● **GOAL OF THE EXERCISE**: An exact reproduction of the data below is the required answer.

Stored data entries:
╔══

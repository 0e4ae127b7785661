//! # pumpdeck
//!
//! A small text-protocol service that drives four bidirectional PWM pump
//! motors and one linear actuator over Raspberry Pi GPIO.
//!
//! ## Features
//!
//! - **Strict line protocol**: `V1 SET FL=40 RR=-25`, `V1 STOP`, `V1 GET`,
//!   `V1 ACT HOME/STOP/GOTO=<pos>` - every line is fully validated before
//!   any pin changes state
//! - **Deadband stop**: commands below 6% magnitude force a full stop
//!   instead of buzzing the pump at near-zero duty
//! - **Open-loop actuator positioning**: no position sensor; position is
//!   estimated from elapsed drive time against a calibrated full-stroke
//!   duration, anchored by homing against the retract limit
//! - **Serialized hardware access**: one command at a time; requests queue
//!   behind blocking actuator moves instead of interleaving pin writes
//!
//! ## Architecture
//!
//! The crate is structured to allow testing on desktop without hardware:
//!
//! - `traits` - GPIO and delay abstractions
//! - `command` - the protocol grammar and parser
//! - `motors` / `actuator` - the two hardware-facing components
//! - `deck` - the controller that owns all hardware state
//! - `protocol` - `OK`/`ERR` line rendering
//! - `hal` - concrete backends (mock for testing, rppal for the Pi)
//! - `services` - the axum HTTP front end (feature `web`)
//!
//! ## Example
//!
//! ```rust
//! use pumpdeck::config::DeckConfig;
//! use pumpdeck::deck::DeckController;
//! use pumpdeck::hal::{MockDelay, MockGpio};
//!
//! let config = DeckConfig::default();
//! let mut deck = DeckController::new(MockGpio::new(), MockDelay::new(), &config).unwrap();
//!
//! deck.handle_line("V1 ACT HOME").unwrap();
//! deck.handle_line("V1 SET FL=40 FR=40").unwrap();
//!
//! let report = deck.handle_line("V1 GET").unwrap().render();
//! assert_eq!(
//!     report,
//!     "OK V1 FL=40 FR=40 RL=0 RR=0 ACT_POS=0 ACT_HOMED=1 ACT_MOVING=0 ACT_TARGET=-"
//! );
//! ```

#![warn(missing_docs)]

/// Linear actuator state machine with open-loop positioning.
pub mod actuator;
/// Command types and the protocol line parser.
pub mod command;
/// Pin maps, PWM rate, actuator calibration, web settings.
pub mod config;
/// The deck controller owning all hardware state.
pub mod deck;
/// The six-category error taxonomy.
pub mod error;
/// Concrete hardware backends (mock, Raspberry Pi).
pub mod hal;
/// Pump channels, deadband, and direction/duty mapping.
pub mod motors;
/// Reply types and `OK`/`ERR` line rendering.
pub mod protocol;
/// Hardware abstraction traits.
pub mod traits;

/// HTTP front end (feature-gated).
#[cfg(feature = "web")]
pub mod services;

// Re-exports for convenience
pub use actuator::{Actuator, ActuatorSnapshot, GOTO_DEADZONE};
pub use command::{parse_line, Command, VERSION_TAG};
pub use config::{ActuatorConfig, DeckConfig, MotorPins, WebConfig, DEFAULT_PWM_HZ};
pub use deck::{DeckController, DeckState};
pub use error::DeckError;
pub use motors::{Channel, MotorBank, DEADBAND_PCT, DUTY_RANGE, MAX_PCT, MIN_PCT};
pub use protocol::{render_error, Reply};
pub use traits::{Delay, GpioBank, Level, ThreadDelay};

#[cfg(feature = "web")]
pub use services::{build_router, run_server, SharedDeck, WebServerConfig};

╚══

● **OUTPUT OF THE EXERCISE**:
repository 0e4ae127b7785661
//! # pumpdeck
//!
//! A small text-protocol service that drives four bidirectional PWM pump
//! motors and one linear actuator over Raspberry Pi GPIO.
//!
//! ## Features
//!
//! - **Strict line protocol**: `V1 SET FL=40 RR=-25`, `V1 STOP`, `V1 GET`,
//!   `V1 ACT HOME/STOP/GOTO=<pos>` - every line is fully validated before
//!   any pin changes state
//! - **Deadband stop**: commands below 6% magnitude force a full stop
//!   instead of buzzing the pump at near-zero duty
//! - **Open-loop actuator positioning**: no position sensor; position is
//!   estimated from elapsed drive time against a calibrated full-stroke
//!   duration, anchored by homing against the retract limit
//! - **Serialized hardware access**: one command at a time; requests queue
//!   behind blocking actuator moves instead of interleaving pin writes
//!
//! ## Architecture
//!
//! The crate is structured to allow testing on desktop without hardware:
//!
//! - `traits` - GPIO and delay abstractions
//! - `command` - the protocol grammar and parser
//! - `motors` / `actuator` - the two hardware-facing components
//! - `deck` - the controller that owns all hardware state
//! - `protocol` - `OK`/`ERR` line rendering
//! - `hal` - concrete backends (mock for testing, rppal for the Pi)
//! - `services` - the axum HTTP front end (feature `web`)
//!
//! ## Example
//!
//! ```rust
//! use pumpdeck::config::DeckConfig;
//! use pumpdeck::deck::DeckController;
//! use pumpdeck::hal::{MockDelay, MockGpio};
//!
//! let config = DeckConfig::default();
//! let mut deck = DeckController::new(MockGpio::new(), MockDelay::new(), &config).unwrap();
//!
//! deck.handle_line("V1 ACT HOME").unwrap();
//! deck.handle_line("V1 SET FL=40 FR=40").unwrap();
//!
//! let report = deck.handle_line("V1 GET").unwrap().render();
//! assert_eq!(
//!     report,
//!     "OK V1 FL=40 FR=40 RL=0 RR=0 ACT_POS=0 ACT_HOMED=1 ACT_MOVING=0 ACT_TARGET=-"
//! );
//! ```

#![warn(missing_docs)]

/// Linear actuator state machine with open-loop positioning.
pub mod actuator;
/// Command types and the protocol line parser.
pub mod command;
/// Pin maps, PWM rate, actuator calibration, web settings.
pub mod config;
/// The deck controller owning all hardware state.
pub mod deck;
/// The six-category error taxonomy.
pub mod error;
/// Concrete hardware backends (mock, Raspberry Pi).
pub mod hal;
/// Pump channels, deadband, and direction/duty mapping.
pub mod motors;
/// Reply types and `OK`/`ERR` line rendering.
pub mod protocol;
/// Hardware abstraction traits.
pub mod traits;

/// HTTP front end (feature-gated).
#[cfg(feature = "web")]
pub mod services;

// Re-exports for convenience
pub use actuator::{Actuator, ActuatorSnapshot, GOTO_DEADZONE};
pub use command::{parse_line, Command, VERSION_TAG};
pub use config::{ActuatorConfig, DeckConfig, MotorPins, WebConfig, DEFAULT_PWM_HZ};
pub use deck::{DeckController, DeckState};
pub use error::DeckError;
pub use motors::{Channel, MotorBank, DEADBAND_PCT, DUTY_RANGE, MAX_PCT, MIN_PCT};
pub use protocol::{render_error, Reply};
pub use traits::{Delay, GpioBank, Level, ThreadDelay};

#[cfg(feature = "web")]
pub use services::{build_router, run_server, SharedDeck, WebServerConfig};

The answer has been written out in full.